Después de la representación iba la cruz grande. Este tenía una especie de cerco con una cuerda gruesa que era llevada por colaboradores de la iglesia. Momentos antes de levantar la cruz lo hombres se colocaron trapos en el hombre con el que iban a cargarla, para que no se lastimaran mucho y pudieran resistáis toda la procesión. Debemos tener en cuenta que esto hombres no dejan de cargar la cruz, a menos que un amigo muy allegado les pida cedido el puesto por unos minutos. En el instante en que la levantaron, todos debían hacer el esfuerzo al tiempo. La lucha y resistencia se hizo evidente en el rostro de los hombres. En ese momento sentí como si el peso de la cruz estuviera bajo mis hombros, concebí mentalmente, por un instante, el dolor de aquellos hombres, el esfuerzo, la dedicación y el ahínco con el que llevan en alto y con orgullo aquella cruz.

En la punta de la procesión iba la representación, seguidos por la cruz grande y la camioneta y por último los feligreses. Los andenes también eran espacios utilizados por la procesión, en especial los feligreses. Las calles de este primer barrio estaban limpias dentro de lo posible, por las personas que lo habitaban estaban bien vestidas, y había una fuerte sensación de seguridad durante el recorrido, debido a la presencia de la Policía y la Defensa Civil en la zona.

Las calles, por dónde se realizaba el recorrido de la procesión, variaron de acuerdo al barrio en el que nos desplazábamos. Al comienzo eran muy amplias, más adelante comenzaron a hacerse estrechas y, en el último tramo, se hicieron verdaderamente angostas, hasta la llegada al Alto, donde el paisaje no era otra cosa que una montaña con erosionada y descuidada. Las calles se iban haciendo cada vez más estrechas, lúgubres, solas y empinadas. Y dichas pendientes se hacían cada vez más difíciles de escalar, a causa del constante movimiento de personas que querían llegar al Alto.

Centenares de mujeres, hombres y niños de todas las edades, caminaban con ánimo y dedicación, en ocasiones unos empujando a otros para poder llegar un poco más rápido a la cima. Algunas personas salían a la fachada de sus casas, observaban la procesión; unos con caras burlonas, otros respetando y apoyando el gesto, y otros con indiferencia.

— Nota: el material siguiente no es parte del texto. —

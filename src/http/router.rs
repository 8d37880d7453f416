//! Route registration with authorization.
//!
//! # Responsibilities
//! - Register handlers by `(path template, method)` and remember the table
//! - Wrap every registered route with the authorization middleware
//! - Offer declarative attachment for routers built elsewhere
//!
//! # Design Decisions
//! - The recorded route table is what policy generators enumerate when
//!   they build rules covering "all routes"
//! - Routes sharing a path are merged into one `MethodRouter`
//! - Templates are validated at registration, before the server starts

use axum::{
    handler::Handler,
    http::Method,
    middleware,
    routing::{MethodFilter, MethodRouter},
    Extension, Router,
};

use crate::error::ConfigurationError;
use crate::gateway::{AuthorizationGateway, RouteTable};
use crate::http::middleware::{authorize_and_transform, require_authorization};
use crate::http::request::RouteTemplate;
use crate::routing::PathTemplate;

/// Router builder whose routes all pass through the authorization gateway.
pub struct AuthorizedRouter<S = ()> {
    routes: Vec<(PathTemplate, MethodRouter<S>)>,
    table: RouteTable,
}

impl<S> Default for AuthorizedRouter<S>
where
    S: Clone + Send + Sync + 'static,
{
    fn default() -> Self {
        Self::new()
    }
}

impl<S> AuthorizedRouter<S>
where
    S: Clone + Send + Sync + 'static,
{
    pub fn new() -> Self {
        Self {
            routes: Vec::new(),
            table: RouteTable::new(),
        }
    }

    /// Register `handler` for `method` on `path`.
    pub fn route<H, T>(mut self, path: &str, method: Method, handler: H) -> Result<Self, ConfigurationError>
    where
        H: Handler<T, S>,
        T: 'static,
    {
        let template = PathTemplate::parse(path)?;
        let filter = MethodFilter::try_from(method.clone())
            .map_err(|_| ConfigurationError::InvalidMethod(method.to_string()))?;

        self.table.push(template.clone(), method);

        match self.routes.iter().position(|(t, _)| *t == template) {
            Some(idx) => {
                let (t, existing) = self.routes.remove(idx);
                self.routes.insert(idx, (t, existing.on(filter, handler)));
            }
            None => self.routes.push((template, axum::routing::on(filter, handler))),
        }
        Ok(self)
    }

    pub fn get<H, T>(self, path: &str, handler: H) -> Result<Self, ConfigurationError>
    where
        H: Handler<T, S>,
        T: 'static,
    {
        self.route(path, Method::GET, handler)
    }

    pub fn post<H, T>(self, path: &str, handler: H) -> Result<Self, ConfigurationError>
    where
        H: Handler<T, S>,
        T: 'static,
    {
        self.route(path, Method::POST, handler)
    }

    pub fn put<H, T>(self, path: &str, handler: H) -> Result<Self, ConfigurationError>
    where
        H: Handler<T, S>,
        T: 'static,
    {
        self.route(path, Method::PUT, handler)
    }

    pub fn patch<H, T>(self, path: &str, handler: H) -> Result<Self, ConfigurationError>
    where
        H: Handler<T, S>,
        T: 'static,
    {
        self.route(path, Method::PATCH, handler)
    }

    pub fn delete<H, T>(self, path: &str, handler: H) -> Result<Self, ConfigurationError>
    where
        H: Handler<T, S>,
        T: 'static,
    {
        self.route(path, Method::DELETE, handler)
    }

    /// Routes registered so far.
    pub fn route_table(&self) -> &RouteTable {
        &self.table
    }

    /// Build the axum router, wrapping every route with `gateway`.
    ///
    /// The gateway is given this router's route table. Each route carries
    /// its registered template, so rules keep matching when the result is
    /// nested under a prefix.
    pub fn into_router(self, gateway: AuthorizationGateway) -> Router<S> {
        let gateway = gateway.with_routes(self.table.clone());

        for entry in self.table.entries() {
            tracing::info!(
                path_template = %entry.template,
                method = %entry.method,
                "Wrapping route with authorization"
            );
        }

        self.routes
            .into_iter()
            .fold(Router::new(), |router, (template, method_router)| {
                let guarded = method_router
                    .route_layer(middleware::from_fn_with_state(
                        gateway.clone(),
                        authorize_and_transform,
                    ))
                    .route_layer(Extension(RouteTemplate(template.clone())));
                router.route(template.as_str(), guarded)
            })
    }
}

/// Attach ALLOW/DENY enforcement to an existing router.
///
/// Only routes already added to `router` are covered. No transformations run.
/// Rules see the template axum matched, including any nest prefix, so attach
/// this after nesting. The router's routes cannot be enumerated from here:
/// pass a gateway built with [`AuthorizationGateway::with_routes`] when the
/// policy has rules covering all routes.
pub fn require_authorization_on<S>(router: Router<S>, gateway: AuthorizationGateway) -> Router<S>
where
    S: Clone + Send + Sync + 'static,
{
    if gateway.routes().is_empty() {
        tracing::warn!("Attaching authorization without a route table; all-routes rules will match nothing");
    }
    router.route_layer(middleware::from_fn_with_state(gateway, require_authorization))
}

El calor era sofocante y la multitud no paraba de crecer a medida que avanzábamos. Por la cantidad de personas, el espacio se hacia más reducido y la angustia de quedar de últimas se empezó a hacer evidente, ya que yo no conocía el lugar y no sabía que peligros podía correr. Yo casi siempre estaba al lado de la camioneta de sonido, pero en un momento me sentí tan cansada y asfixiada que tuve que comprar un yogurt y tomar un descanso a un lado de la calle. En ese lugar había una banca de concreto desde la cual seguí mirando la gente que pasaba frente a mí. Creía que nunca iba a terminar de pasar aquella multitud. Luego de unos diez minutos recobré las fuerzas y me dirigí hacía la aglomeración. A partir de ese momento decidí irme por un costado para sentirme menos ahogada y moverme con más facilidad.

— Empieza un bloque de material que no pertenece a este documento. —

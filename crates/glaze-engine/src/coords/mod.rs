//! Coordinate types shared by the shading stage and its host.
//!
//! Canonical CPU space:
//! - pixels
//! - origin top-left
//! - +X right, +Y down
//!
//! The vertex stage converts to clip space using a viewport uniform.

mod viewport;

pub use viewport::Viewport;
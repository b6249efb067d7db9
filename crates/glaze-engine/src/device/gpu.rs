use anyhow::{Context, Result};
use wgpu::SurfaceError;
use winit::dpi::PhysicalSize;
use winit::window::Window;

use crate::coords::Viewport;

use super::surface;
use super::{GpuFrame, GpuInit, SurfaceErrorAction};

/// Owns wgpu core objects and the surface configuration for one window.
pub struct Gpu<'w> {
    /// Surface bound to the window; the window must outlive `Gpu`.
    surface: wgpu::Surface<'w>,
    device: wgpu::Device,
    queue: wgpu::Queue,
    config: wgpu::SurfaceConfiguration,

    /// Current drawable size in physical pixels. May be zero while minimized.
    size: PhysicalSize<u32>,

    /// Frames acquired so far.
    frames: u64,
}

impl<'w> Gpu<'w> {
    /// Creates a GPU context bound to a window.
    pub async fn new(window: &'w Window, init: GpuInit) -> Result<Self> {
        let size = window.inner_size();
        anyhow::ensure!(size.width > 0 && size.height > 0, "window has zero size");

        let GpuInit {
            prefer_srgb,
            present_mode,
            alpha_mode,
            required_features,
            required_limits,
            desired_maximum_frame_latency,
        } = init;

        let instance = wgpu::Instance::new(&wgpu::InstanceDescriptor {
            backends: wgpu::Backends::PRIMARY,
            ..Default::default()
        });

        let surface = instance
            .create_surface(window)
            .context("failed to create wgpu surface")?;

        let adapter = instance
            .request_adapter(&wgpu::RequestAdapterOptions {
                power_preference: wgpu::PowerPreference::default(),
                compatible_surface: Some(&surface),
                force_fallback_adapter: false,
            })
            .await
            .context("failed to find a suitable GPU adapter")?;

        let info = adapter.get_info();
        log::info!("gpu adapter: {} ({:?})", info.name, info.backend);

        let (device, queue) = adapter
            .request_device(&wgpu::DeviceDescriptor {
                label: Some("glaze device"),
                required_features,
                required_limits,
                experimental_features: wgpu::ExperimentalFeatures::disabled(),
                memory_hints: wgpu::MemoryHints::default(),
                trace: wgpu::Trace::Off,
            })
            .await
            .context("failed to create wgpu device/queue")?;

        let caps = surface.get_capabilities(&adapter);
        let format = surface::choose_surface_format(&caps.formats, prefer_srgb)
            .context("no supported surface formats")?;
        log::info!("surface format: {format:?}");

        let config = wgpu::SurfaceConfiguration {
            usage: wgpu::TextureUsages::RENDER_ATTACHMENT,
            format,
            width: size.width,
            height: size.height,
            present_mode,
            alpha_mode: surface::choose_alpha_mode(&caps.alpha_modes, alpha_mode),
            view_formats: vec![],
            desired_maximum_frame_latency,
        };

        surface.configure(&device, &config);

        Ok(Gpu {
            surface,
            device,
            queue,
            config,
            size,
            frames: 0,
        })
    }

    pub fn surface_format(&self) -> wgpu::TextureFormat {
        self.config.format
    }

    /// Current drawable size (physical pixels).
    pub fn size(&self) -> PhysicalSize<u32> {
        self.size
    }

    /// Size of the configured surface, i.e. of the next acquired frame.
    pub fn viewport(&self) -> Viewport {
        Viewport::from_physical(self.config.width, self.config.height)
    }

    pub fn device(&self) -> &wgpu::Device {
        &self.device
    }

    pub fn queue(&self) -> &wgpu::Queue {
        &self.queue
    }

    /// Reconfigures the surface after a resize. Zero sizes are recorded but not applied.
    pub fn resize(&mut self, new_size: PhysicalSize<u32>) {
        log::debug!("resize to {}x{}", new_size.width, new_size.height);
        surface::apply_resize(
            &self.surface,
            &self.device,
            &mut self.config,
            &mut self.size,
            new_size,
        );
    }

    /// Acquires the next surface texture and creates an encoder.
    pub fn begin_frame(&mut self) -> std::result::Result<GpuFrame, SurfaceError> {
        let surface_texture = self.surface.get_current_texture()?;
        let view = surface_texture
            .texture
            .create_view(&wgpu::TextureViewDescriptor::default());

        let encoder = self
            .device
            .create_command_encoder(&wgpu::CommandEncoderDescriptor {
                label: Some("glaze frame encoder"),
            });

        let index = self.frames;
        self.frames += 1;

        Ok(GpuFrame {
            index,
            surface_texture,
            view,
            encoder,
        })
    }

    /// Submits the recorded commands and presents the frame.
    pub fn submit(&self, frame: GpuFrame) {
        let GpuFrame {
            surface_texture,
            view,
            encoder,
            ..
        } = frame;
        self.queue.submit(std::iter::once(encoder.finish()));
        drop(view);
        surface_texture.present();
    }

    /// Converts a `SurfaceError` into a higher-level action.
    pub fn handle_surface_error(&mut self, err: SurfaceError) -> SurfaceErrorAction {
        let action = surface::map_surface_error(
            &self.surface,
            &self.device,
            &self.config,
            self.size,
            &err,
        );
        match action {
            SurfaceErrorAction::Fatal => log::error!("surface error: {err:?}"),
            _ => log::warn!("surface error: {err:?} -> {action:?}"),
        }
        action
    }
}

Durante el recorrido me llamó la atención que una parte de la procesión se iba por una especie de atajo y aparecían más adelante. Luego de dos horas de caminata decidí seguirlos entre las calles para ver si llegaba un poco más rápido al nombrado Palo de la Vida.

En el momento en que tomé el atajo me di cuenta que las calles eran más empinadas que las anteriores y que algunas eran bastante sucias y descuidadas. Ya no podía hacer otra cosa que seguir a las personas que iban la cabeza. Ellas sabían que calles tomar para llegar pronto. Además de vez en cuando miraba hacia mi izquierda y allá divisaba la procesión. Seguí caminando por el lapso de una hora en la que hice otras dos estaciones para tomar agua y comer sándwich. Las casas que estaban ubicadas cerca del Alto se veían cada vez más humildes y deterioradas. Hacia el final del recorrido se hacía evidente el suplicio por llegar pronto a la cima, ya el cansancio y el agotamiento físico empujaban a invocar cierta fe oculta. Las personas deseaban llegar al Alto ala hora que fuera, pero llegar.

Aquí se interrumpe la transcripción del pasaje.